The use of arylcyclohexamines among NPS users was also confirmed by two case series. Menzies et al. investigated the metabolic fate of the ketamine analog methoxetamine using in vitro incubations and authentic urine samples (Menzies et al. 2014). Backberg et al. reported 67 intoxication cases with phencyclidine derivatives that occurred in Sweden between July 2013 and March 2015 (Backberg et al. 2015a). For synthetic tryptamines, only few studies were published, focused mainly on metabolism (Caspar et al. 2017b; Grafinger et al. 2017; Michely et al. 2015, 2017). However, a case series from the STRIDA project describing intoxications with 5-(2-aminopropyl)indole (5-IT), a positional isomer of alpha-methyltryptamine (AMT, 3-IT), was published (Backberg et al. 2014). Similar to AMT, 5-IT was shown to be a reversible inhibitor of monoamine oxidase A and is difficult to be analytically differentiated from AMT (Elliott et al. 2013; Shulgin and Shulgin 1997; Wagmann et al. 2017). For this reason, 5-IT is mentioned here although being a stimulant (Shulgin and Shulgin 1997). Furthermore, hallucinogens, mainly tryptamines and NBOMes, but also some arylcyclohexamines, were included in the multi-analyte approaches discussed before (Adamowicz and Tokarczyk 2016; Al-Saffar et al. 2013; Ambach et al. 2014; Boumba et al. 2017; Lee et al. 2016; Lehmann et al. 2017; Montesano et al. 2017; Stephanson et al. 2017; Tang et al. 2014; Vaiano et al. 2016).

10 Conclusions

The ever-changing pool of NPS flooding the drugs of abuse market is certainly challenging for clinical and forensic toxicology.

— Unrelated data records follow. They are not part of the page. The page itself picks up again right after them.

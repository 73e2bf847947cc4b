use std::any::Any;
use std::collections::HashMap;
use std::fmt;
use std::hash::Hash;
use std::panic::AssertUnwindSafe;

use async_trait::async_trait;
use futures::FutureExt;
use serde::Serialize;

use crate::error::LoadError;
use crate::error::panic_message;

/// Keys of a loader: deduplicated by equality within a round.
pub trait LoaderKey: Eq + Hash + Clone + fmt::Debug + Send + Sync + 'static {}

impl<T> LoaderKey for T where T: Eq + Hash + Clone + fmt::Debug + Send + Sync + 'static {}

/// Values of a loader. Each waiter of a key receives its own clone, wrap values in an `Arc`
/// to share a single allocation.
pub trait LoaderValue: Clone + Send + Sync + 'static {}

impl<T> LoaderValue for T where T: Clone + Send + Sync + 'static {}

/// How a loader maps keys to results.
#[derive(Clone, Copy, Debug, PartialEq, Eq, Hash, Serialize, strum_macros::Display)]
#[strum(serialize_all = "snake_case")]
#[serde(rename_all = "snake_case")]
pub enum LoaderKind {
    /// One fetch per round for all keys, at most one value per key.
    Batch,
    /// One fetch per round for all keys, any number of values per key.
    Group,
    /// One fetch per key, failures only affect their own key.
    Cache,
}

/// A declared loader: turns the keys of one round in one result per key.
#[async_trait]
pub trait Dispatch: Send + Sync + 'static {
    type Key: LoaderKey;
    type Value: LoaderValue;

    fn kind(&self) -> LoaderKind;

    /// Name used in errors and spans.
    fn name(&self) -> String;

    /// Fetches `keys` and returns one result per key, in the order of `keys`.
    async fn dispatch(&self, keys: Vec<Self::Key>) -> Vec<Result<Self::Value, LoadError>>;
}

/// Fetches many keys at once; keys missing from the result resolve to `None`.
#[async_trait]
pub trait BatchFetch: Send + Sync + 'static {
    type Key: LoaderKey;
    type Value: LoaderValue;
    type Error: fmt::Display + Send;

    async fn fetch(
        &self,
        keys: &[Self::Key],
    ) -> Result<HashMap<Self::Key, Self::Value>, Self::Error>;
}

/// Fetches many keys at once; keys missing from the result resolve to an empty list.
#[async_trait]
pub trait GroupFetch: Send + Sync + 'static {
    type Key: LoaderKey;
    type Value: LoaderValue;
    type Error: fmt::Display + Send;

    async fn fetch(
        &self,
        keys: &[Self::Key],
    ) -> Result<HashMap<Self::Key, Vec<Self::Value>>, Self::Error>;
}

/// Fetches a single key.
#[async_trait]
pub trait CacheFetch: Send + Sync + 'static {
    type Key: LoaderKey;
    type Value: LoaderValue;
    type Error: fmt::Display + Send;

    async fn fetch(&self, key: &Self::Key) -> Result<Self::Value, Self::Error>;
}

/// A [`BatchFetch`] declared as a loader.
#[derive(Debug, Clone)]
pub struct Batch<F>(pub F);

/// A [`GroupFetch`] declared as a loader.
#[derive(Debug, Clone)]
pub struct Group<F>(pub F);

/// A [`CacheFetch`] declared as a loader.
#[derive(Debug, Clone)]
pub struct Cache<F>(pub F);

#[async_trait]
impl<F: BatchFetch> Dispatch for Batch<F> {
    type Key = F::Key;
    type Value = Option<F::Value>;

    fn kind(&self) -> LoaderKind {
        LoaderKind::Batch
    }

    fn name(&self) -> String {
        short_type_name::<F>()
    }

    async fn dispatch(&self, keys: Vec<F::Key>) -> Vec<Result<Option<F::Value>, LoadError>> {
        let outcome = AssertUnwindSafe(self.0.fetch(&keys)).catch_unwind().await;
        match caught(self.name(), outcome) {
            Ok(mut values) => keys.iter().map(|key| Ok(values.remove(key))).collect(),
            Err(error) => vec![Err(error); keys.len()],
        }
    }
}

#[async_trait]
impl<F: GroupFetch> Dispatch for Group<F> {
    type Key = F::Key;
    type Value = Vec<F::Value>;

    fn kind(&self) -> LoaderKind {
        LoaderKind::Group
    }

    fn name(&self) -> String {
        short_type_name::<F>()
    }

    async fn dispatch(&self, keys: Vec<F::Key>) -> Vec<Result<Vec<F::Value>, LoadError>> {
        let outcome = AssertUnwindSafe(self.0.fetch(&keys)).catch_unwind().await;
        match caught(self.name(), outcome) {
            Ok(mut groups) => keys
                .iter()
                .map(|key| Ok(groups.remove(key).unwrap_or_default()))
                .collect(),
            Err(error) => vec![Err(error); keys.len()],
        }
    }
}

#[async_trait]
impl<F: CacheFetch> Dispatch for Cache<F> {
    type Key = F::Key;
    type Value = F::Value;

    fn kind(&self) -> LoaderKind {
        LoaderKind::Cache
    }

    fn name(&self) -> String {
        short_type_name::<F>()
    }

    async fn dispatch(&self, keys: Vec<F::Key>) -> Vec<Result<F::Value, LoadError>> {
        let mut results = Vec::with_capacity(keys.len());
        for key in &keys {
            let outcome = AssertUnwindSafe(self.0.fetch(key)).catch_unwind().await;
            results.push(caught(self.name(), outcome));
        }
        results
    }
}

fn caught<T, E: fmt::Display>(
    loader: String,
    outcome: Result<Result<T, E>, Box<dyn Any + Send>>,
) -> Result<T, LoadError> {
    match outcome {
        Ok(Ok(value)) => Ok(value),
        Ok(Err(error)) => Err(LoadError::fetch(loader, error)),
        Err(payload) => Err(LoadError::Panicked {
            loader,
            message: panic_message(payload.as_ref()),
        }),
    }
}

fn short_type_name<T>() -> String {
    let name = std::any::type_name::<T>();
    // Generic parameters would otherwise be cut in the middle
    let base = name.split('<').next().unwrap_or(name);
    base.rsplit("::").next().unwrap_or(base).to_string()
}

#[cfg(test)]
mod tests {
    use maplit::hashmap;
    use pretty_assertions::assert_eq;

    use super::*;

    struct Users;

    #[async_trait]
    impl BatchFetch for Users {
        type Key = u32;
        type Value = String;
        type Error = String;

        async fn fetch(&self, keys: &[u32]) -> Result<HashMap<u32, String>, String> {
            if keys.contains(&0) {
                return Err("user 0 is reserved".to_string());
            }
            Ok(keys
                .iter()
                .filter(|key| **key != 404)
                .map(|key| (*key, format!("user {key}")))
                .collect())
        }
    }

    struct Reviews;

    #[async_trait]
    impl GroupFetch for Reviews {
        type Key = &'static str;
        type Value = u8;
        type Error = String;

        async fn fetch(&self, _keys: &[&'static str]) -> Result<HashMap<&'static str, Vec<u8>>, String> {
            Ok(hashmap! { "book" => vec![5, 3] })
        }
    }

    struct Prices;

    #[async_trait]
    impl CacheFetch for Prices {
        type Key = &'static str;
        type Value = u32;
        type Error = String;

        async fn fetch(&self, key: &&'static str) -> Result<u32, String> {
            match *key {
                "broken" => Err("price service unavailable".to_string()),
                "explosive" => panic!("price overflow"),
                _ => Ok(key.len() as u32),
            }
        }
    }

    #[tokio::test]
    async fn batch_missing_keys_resolve_to_none() {
        let results = Batch(Users).dispatch(vec![1, 404]).await;
        assert_eq!(results, vec![Ok(Some("user 1".to_string())), Ok(None)]);
    }

    #[tokio::test]
    async fn batch_failure_fans_out_to_every_key() {
        let results = Batch(Users).dispatch(vec![0, 1, 2]).await;
        let expected = Err(LoadError::fetch("Users", "user 0 is reserved"));
        assert_eq!(results, vec![expected.clone(), expected.clone(), expected]);
    }

    #[tokio::test]
    async fn group_missing_keys_resolve_to_empty_lists() {
        let results = Group(Reviews).dispatch(vec!["book", "film"]).await;
        assert_eq!(results, vec![Ok(vec![5, 3]), Ok(vec![])]);
    }

    #[tokio::test]
    async fn cache_failures_are_isolated() {
        let results = Cache(Prices)
            .dispatch(vec!["broken", "book", "explosive"])
            .await;
        assert_eq!(
            results,
            vec![
                Err(LoadError::fetch("Prices", "price service unavailable")),
                Ok(4),
                Err(LoadError::Panicked {
                    loader: "Prices".to_string(),
                    message: "price overflow".to_string(),
                }),
            ]
        );
    }

    #[test]
    fn names_and_kinds() {
        assert_eq!(Batch(Users).name(), "Users");
        assert_eq!(Cache(Prices).kind(), LoaderKind::Cache);
        assert_eq!(LoaderKind::Group.to_string(), "group");
        assert_eq!(short_type_name::<Vec<u8>>(), "Vec");
    }
}
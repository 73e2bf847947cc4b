use std::time::Duration;

use schemars::JsonSchema;
use serde::Deserialize;
use serde::Serialize;

const DEFAULT_POLL_TIMEOUT: Duration = Duration::from_millis(50);

fn default_poll_timeout() -> Duration {
    DEFAULT_POLL_TIMEOUT
}

/// The executor hosting the processor loops of a scheduler.
#[derive(Debug, Clone, Copy, Default, PartialEq, Eq, Deserialize, Serialize, JsonSchema)]
#[serde(rename_all = "snake_case")]
pub enum UnderlyingKind {
    /// One dedicated OS thread per processor loop.
    #[default]
    Threads,
    /// Processor loops run on the blocking pool of the current Tokio runtime.
    TokioBlocking,
}

/// Configuration for the tracked scheduler
#[derive(Debug, Clone, Deserialize, Serialize, JsonSchema)]
#[serde(deny_unknown_fields, default)]
pub struct SchedulerConfig {
    /// Number of processor loops; defaults to the available parallelism
    pub(crate) processors: Option<usize>,

    /// How long a processor waits for work before re-checking the shutdown signal,
    /// in human-readable format; defaults to 50ms
    #[serde(
        deserialize_with = "humantime_serde::deserialize",
        serialize_with = "humantime_serde::serialize",
        default = "default_poll_timeout"
    )]
    #[schemars(with = "String", default = "default_poll_timeout")]
    pub(crate) poll_timeout: Duration,

    /// The executor hosting the processor loops
    pub(crate) executor: UnderlyingKind,
}

impl Default for SchedulerConfig {
    fn default() -> Self {
        Self::builder().build()
    }
}

#[buildstructor::buildstructor]
impl SchedulerConfig {
    #[builder]
    pub fn new(
        processors: Option<usize>,
        poll_timeout: Option<Duration>,
        executor: Option<UnderlyingKind>,
    ) -> Self {
        Self {
            processors,
            poll_timeout: poll_timeout.unwrap_or_else(default_poll_timeout),
            executor: executor.unwrap_or_default(),
        }
    }

    /// Let the scheduler use all available resources if it can.
    pub fn processors(&self) -> usize {
        self.processors.unwrap_or_else(|| {
            std::thread::available_parallelism()
                .map(|n| n.get())
                .unwrap_or(1)
        })
    }

    pub fn poll_timeout(&self) -> Duration {
        self.poll_timeout
    }

    pub fn executor(&self) -> UnderlyingKind {
        self.executor
    }
}

#[cfg(test)]
mod tests {
    use serde_json::json;

    use super::*;

    #[test]
    fn it_builds_default_scheduler_configuration() {
        let config = SchedulerConfig::builder().build();
        assert_eq!(config.poll_timeout(), Duration::from_millis(50));
        assert_eq!(config.executor(), UnderlyingKind::Threads);
        assert!(config.processors() >= 1);
    }

    #[test]
    fn it_json_parses_specified_poll_timeout() {
        let config: SchedulerConfig = serde_json::from_value(json!({
            "poll_timeout": "10ms",
            "processors": 3,
            "executor": "tokio_blocking"
        }))
        .unwrap();

        assert_eq!(config.poll_timeout(), Duration::from_millis(10));
        assert_eq!(config.processors(), 3);
        assert_eq!(config.executor(), UnderlyingKind::TokioBlocking);
    }

    #[test]
    fn test_deny_unknown_fields() {
        let result: Result<SchedulerConfig, _> =
            serde_json::from_value(json!({ "poll_timeout": "10ms", "threads": 2 }));
        assert!(result.unwrap_err().to_string().contains("unknown field"));
    }
}
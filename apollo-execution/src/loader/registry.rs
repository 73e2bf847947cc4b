use std::any::Any;
use std::any::TypeId;
use std::collections::HashMap;
use std::sync::Arc;

use futures::FutureExt;
use futures::future::BoxFuture;

use super::DataLoader;
use super::Dispatch;
use crate::configuration::BatchingConfig;
use crate::error::LoadError;

/// Round control of a loader, independent of its key and value types.
trait PendingRound: Send + Sync {
    fn has_pending(&self) -> bool;
    fn dispatch(&self) -> BoxFuture<'_, usize>;
    fn abort(&self, error: LoadError) -> usize;
}

impl<D: Dispatch> PendingRound for DataLoader<D> {
    fn has_pending(&self) -> bool {
        DataLoader::has_pending(self)
    }

    fn dispatch(&self) -> BoxFuture<'_, usize> {
        self.dispatch_round().boxed()
    }

    fn abort(&self, error: LoadError) -> usize {
        DataLoader::abort(self, error)
    }
}

struct Registered {
    name: String,
    typed: Arc<dyn Any + Send + Sync>,
    round: Arc<dyn PendingRound>,
}

/// The loaders of one operation, one per declared loader type.
#[derive(Default)]
pub struct LoaderRegistry {
    loaders: HashMap<TypeId, Registered>,
}

impl LoaderRegistry {
    pub fn new() -> Self {
        Self::default()
    }

    /// Registers `loader`, replacing any loader declared with the same type.
    pub fn insert<D: Dispatch>(&mut self, loader: DataLoader<D>) -> Arc<DataLoader<D>> {
        let loader = Arc::new(loader);
        self.loaders.insert(
            TypeId::of::<D>(),
            Registered {
                name: loader.name().to_string(),
                typed: loader.clone(),
                round: loader.clone(),
            },
        );
        loader
    }

    pub fn get<D: Dispatch>(&self) -> Option<Arc<DataLoader<D>>> {
        self.loaders
            .get(&TypeId::of::<D>())?
            .typed
            .clone()
            .downcast::<DataLoader<D>>()
            .ok()
    }

    pub fn has_pending(&self) -> bool {
        self.loaders.values().any(|loader| loader.round.has_pending())
    }

    /// Dispatches the round of every loader with pending keys, concurrently. Returns the
    /// number of keys fetched.
    pub async fn dispatch_all(&self) -> usize {
        let rounds = self
            .loaders
            .values()
            .filter(|loader| loader.round.has_pending())
            .map(|loader| {
                tracing::trace!(loader = %loader.name, "closing loader round");
                loader.round.dispatch()
            });
        futures::future::join_all(rounds).await.into_iter().sum()
    }

    /// Rejects the pending keys of every loader with `error`. Returns the number of keys
    /// rejected.
    pub fn abort_all(&self, error: LoadError) -> usize {
        self.loaders
            .values()
            .map(|loader| loader.round.abort(error.clone()))
            .sum()
    }

    pub fn len(&self) -> usize {
        self.loaders.len()
    }

    pub fn is_empty(&self) -> bool {
        self.loaders.is_empty()
    }
}

impl std::fmt::Debug for LoaderRegistry {
    fn fmt(&self, f: &mut std::fmt::Formatter<'_>) -> std::fmt::Result {
        f.debug_list()
            .entries(self.loaders.values().map(|loader| &loader.name))
            .finish()
    }
}

type Factory = Arc<dyn Fn(&BatchingConfig, &mut LoaderRegistry) + Send + Sync>;

/// Declared loaders, instantiated fresh for every operation.
#[derive(Clone, Default)]
pub(crate) struct LoaderFactories {
    factories: Vec<Factory>,
}

impl LoaderFactories {
    pub(crate) fn register<D, F>(&mut self, factory: F)
    where
        D: Dispatch,
        F: Fn() -> D + Send + Sync + 'static,
    {
        self.factories.push(Arc::new(move |config, registry| {
            registry.insert(DataLoader::with_config(factory(), config));
        }));
    }

    pub(crate) fn instantiate(&self, config: &BatchingConfig) -> LoaderRegistry {
        let mut registry = LoaderRegistry::new();
        for factory in &self.factories {
            factory(config, &mut registry);
        }
        registry
    }

    pub(crate) fn len(&self) -> usize {
        self.factories.len()
    }
}

#[cfg(test)]
mod tests {
    use std::collections::HashMap;

    use async_trait::async_trait;

    use super::*;
    use crate::loader::Batch;
    use crate::loader::BatchFetch;
    use crate::loader::Cache;
    use crate::loader::CacheFetch;

    struct Doubles;

    #[async_trait]
    impl BatchFetch for Doubles {
        type Key = u64;
        type Value = u64;
        type Error = String;

        async fn fetch(&self, keys: &[u64]) -> Result<HashMap<u64, u64>, String> {
            Ok(keys.iter().map(|key| (*key, key * 2)).collect())
        }
    }

    struct Lengths;

    #[async_trait]
    impl CacheFetch for Lengths {
        type Key = String;
        type Value = usize;
        type Error = String;

        async fn fetch(&self, key: &String) -> Result<usize, String> {
            Ok(key.len())
        }
    }

    #[tokio::test]
    async fn loaders_are_looked_up_by_type() {
        let mut factories = LoaderFactories::default();
        factories.register(|| Batch(Doubles));
        factories.register(|| Cache(Lengths));
        assert_eq!(factories.len(), 2);

        let registry = factories.instantiate(&BatchingConfig::default());
        assert_eq!(registry.len(), 2);
        let doubles = registry.get::<Batch<Doubles>>().unwrap();
        let lengths = registry.get::<Cache<Lengths>>().unwrap();
        assert!(registry.get::<Batch<Lengths>>().is_none());

        let double = doubles.load(21);
        let length = lengths.load("hello".to_string());
        assert!(registry.has_pending());
        assert_eq!(registry.dispatch_all().await, 2);
        assert!(!registry.has_pending());

        assert_eq!(double.await, Ok(Some(42)));
        assert_eq!(length.await, Ok(5));
    }

    #[tokio::test]
    async fn abort_all_rejects_every_loader() {
        let mut registry = LoaderRegistry::new();
        let doubles = registry.insert(DataLoader::new(Batch(Doubles)));
        let lengths = registry.insert(DataLoader::new(Cache(Lengths)));
        let double = doubles.load(1);
        let length = lengths.load("a".to_string());

        assert_eq!(registry.abort_all(LoadError::Cancelled), 2);
        assert_eq!(double.await, Err(LoadError::Cancelled));
        assert_eq!(length.await, Err(LoadError::Cancelled));
        assert_eq!(registry.dispatch_all().await, 0);
    }

    #[test]
    fn each_instantiation_is_fresh() {
        let mut factories = LoaderFactories::default();
        factories.register(|| Batch(Doubles));
        let first = factories.instantiate(&BatchingConfig::default());
        let second = factories.instantiate(&BatchingConfig::default());
        let _pending = first.get::<Batch<Doubles>>().unwrap().load(1);
        assert!(first.has_pending());
        assert!(!second.has_pending());
    }
}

Nevertheless, the high number of research articles describing bioanalytical methods for detection of NPS published during the last 5 years demonstrated that this problem is widely known these days. While immunoassays were found to be rather inappropriate for detection of NPS, MS-based procedures proved to be suitable due to high flexibility, sensitivity, and selectivity. Especially HR devices are promising tools for identification of unknown compounds or very low-dosed substances. However, in comparison to low-resolution devices, these instruments are significantly more expensive, and data handling is more sophisticated. Nevertheless, their application will further increase during the next years if these disadvantages will be overcome.